Lyudmila Alekseyeva, founder and chairwoman of the Moscow Helsinki Group who is also a regular contributor to RFE/RL's Russian Service, acknowledged that her group received money from the British Embassy in 2004. She said the money was to finance a trip by activists to the United Kingdom to study international documents on human rights. Alekseyeva described the entire scandal as a "fabrication" whose long-term goal is to stifle dissent before the 2007 State Duma elections and the 2008 presidential race.


"As far as I understand, the goal of these actions is to prepare the public for the crushing defeat of human rights groups, [which are] the more active and independent part of civil society in Russia," Alekseyeva told RFE/RL. "The idea is to repress human rights activists and after that trample down civil society, so that everyone will be silent for 2007-08 and beyond."


Irina Yakishina, director of the Eurasia Foundation in Moscow, denied receiving any funding from the British Embassy in 2005.


However, like the Moscow Helsinki Group, the Eurasia Foundation did receive a grant in 2004 of about $105,000 that was intended to promote independent newspapers in provincial Russian cities.


The New Law


The spy scandal is just the latest event in an ever-widening campaign of pressure against Russian NGOs that has attracted the attention of Western leaders.

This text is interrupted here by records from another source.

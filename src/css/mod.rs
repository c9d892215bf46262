//! Compiled CSS output: rules, media blocks and stylesheets.

pub mod model;

pub use model::{CssBlock, CssRule, Declaration, StyleSheet};
//! Dotted key paths (`tab.group.field`) into a settings tree.

use std::fmt;

use serde::{Serialize, Serializer};

/// Path separator between tab, group and field keys.
pub const SEPARATOR: char = '.';

/// A key path addressing one node in a settings tree.
///
/// Paths are built by joining Tab, Group and Field keys with `.`, e.g.
/// `normal.colors.text` or `content.title`.
#[derive(Debug, Clone, PartialEq, Eq, Hash, PartialOrd, Ord, Default)]
pub struct KeyPath {
    segments: Vec<String>,
}

impl KeyPath {
    /// The empty (root) path.
    pub fn root() -> Self {
        Self::default()
    }

    /// Parse a dotted path. Empty segments (`a..b`, leading or trailing dots) are dropped.
    pub fn parse(path: &str) -> Self {
        Self {
            segments: path
                .split(SEPARATOR)
                .filter(|s| !s.is_empty())
                .map(str::to_owned)
                .collect(),
        }
    }

    /// Build a path from individual segments.
    pub fn from_segments<I, S>(segments: I) -> Self
    where
        I: IntoIterator<Item = S>,
        S: Into<String>,
    {
        Self {
            segments: segments.into_iter().map(Into::into).collect(),
        }
    }

    /// Return a new path with `key` appended.
    pub fn child(&self, key: &str) -> Self {
        let mut segments = self.segments.clone();
        segments.push(key.to_owned());
        Self { segments }
    }

    /// Return a new path with all of `other`'s segments appended.
    pub fn join(&self, other: &KeyPath) -> Self {
        let mut segments = self.segments.clone();
        segments.extend(other.segments.iter().cloned());
        Self { segments }
    }

    /// The path without its last segment, or `None` for the root path.
    pub fn parent(&self) -> Option<Self> {
        if self.segments.is_empty() {
            return None;
        }
        Some(Self {
            segments: self.segments[..self.segments.len() - 1].to_vec(),
        })
    }

    /// The last segment, if any.
    pub fn last(&self) -> Option<&str> {
        self.segments.last().map(String::as_str)
    }

    /// All segments in order.
    pub fn segments(&self) -> &[String] {
        &self.segments
    }

    /// Number of segments.
    pub fn len(&self) -> usize {
        self.segments.len()
    }

    /// Returns `true` for the root path.
    pub fn is_empty(&self) -> bool {
        self.segments.is_empty()
    }
}

impl fmt::Display for KeyPath {
    fn fmt(&self, f: &mut fmt::Formatter<'_>) -> fmt::Result {
        let mut first = true;
        for segment in &self.segments {
            if !first {
                write!(f, "{SEPARATOR}")?;
            }
            write!(f, "{segment}")?;
            first = false;
        }
        Ok(())
    }
}

impl Serialize for KeyPath {
    fn serialize<S: Serializer>(&self, serializer: S) -> Result<S::Ok, S::Error> {
        serializer.collect_str(self)
    }
}

impl From<&str> for KeyPath {
    fn from(path: &str) -> Self {
        Self::parse(path)
    }
}

#[cfg(test)]
mod tests {
    use super::*;

    #[test]
    fn test_parse_and_display() {
        let path = KeyPath::parse("normal.colors.text");
        assert_eq!(path.len(), 3);
        assert_eq!(path.to_string(), "normal.colors.text");
    }

    #[test]
    fn test_parse_drops_empty_segments() {
        let path = KeyPath::parse(".a..b.");
        assert_eq!(path.segments(), &["a".to_owned(), "b".to_owned()]);
    }

    #[test]
    fn test_child_and_parent() {
        let group = KeyPath::parse("content");
        let field = group.child("title");
        assert_eq!(field.to_string(), "content.title");
        assert_eq!(field.parent(), Some(group));
        assert_eq!(KeyPath::root().parent(), None);
    }

    #[test]
    fn test_join() {
        let base = KeyPath::parse("normal.colors");
        let rel = KeyPath::parse("text");
        assert_eq!(base.join(&rel).to_string(), "normal.colors.text");
    }

    #[test]
    fn test_root_is_empty() {
        assert!(KeyPath::root().is_empty());
        assert_eq!(KeyPath::root().to_string(), "");
        assert_eq!(KeyPath::root().last(), None);
    }
}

At the center of the controversy is a law on NGOs that Russian President Vladimir Putin signed this month and that takes effect in April. It imposes harsh conditions on the registration and operation of NGOs and effectively bans foreign funding for any NGOs involved in politics.


Sarah Mendelson, a senior fellow at the Washington-based Center for Strategic and International Studies, noted that this is not the first time the FSB has accused NGOs of being a security threat.


"Let's remember there is a pattern also going back quite a few years where the Russian authorities have decided people who were trying to get fair wages for Russians, working on labor issues, that that was somehow involved in national security," Mendelson said. "The Peace Corps was thrown out. The OSCE has been thrown out at various times."


The difference in this case, according to Mendelson, is that the authorities are not applying pressure quietly. Since its debut on 22 January, the footage of the "spy rock" has been shown on RTR repeatedly. Alekseyeva is concerned that the broadcast will be convincing for "poorly educated and gullible" people.


(RFE/RL's Russian Service contributed to this report.)

Lyudmila Alekseyeva

Lyudmila Alekseyeva

Lyudmila Alekseyeva (TASS)

THE END OF THE 'GOLDEN AGE' Moscow Helsinki Group founder and Chairwoman LYUDMILA ALEKSEYEVA spoke at an RFE/RL briefing in Washington, D.C., on October 26, discussing the difficulties facing Russian nongovernmental organizations. Tanya Lokshina, chairwoman of the DEMOS Center for Information and Research, also participated in the briefing.
According to Alekseyeva, who is a regular contributor to RFE/RL's Russian Service, the time in office of former Russian President Boris Yeltsin is considered a "golden age" for Russian NGOs -- even though this is "not [because] Yeltsin was a strong democrat," but rather because "society was left to its own devices and we managed to build civil society" while the "power elites" struggled among themselves and ignored the lower strata. Alekseyeva said Russia has emerged from its economic crises under President Vladimir Putin, but there is "no division of power in Russia under the model of executive vertical controls," where regional governors, a "puppet parliament," and a judiciary "stripped" of independence are under the Kremlin's control. Nonetheless, according to Alekseyeva, Russia is "not returning to Soviet times," because "today the attacks are selective" and "there is now a civil society" to resist the pressure.
Alekseyeva expressed concern that "Western democratic states don't react to attacks on human rights." She said that "in Soviet times, we few dissidents felt enormous Western support." She called that support "our shield," which she said is now missing. The supporters of civil society feel "now abandoned by Western allies," Alekseyeva said.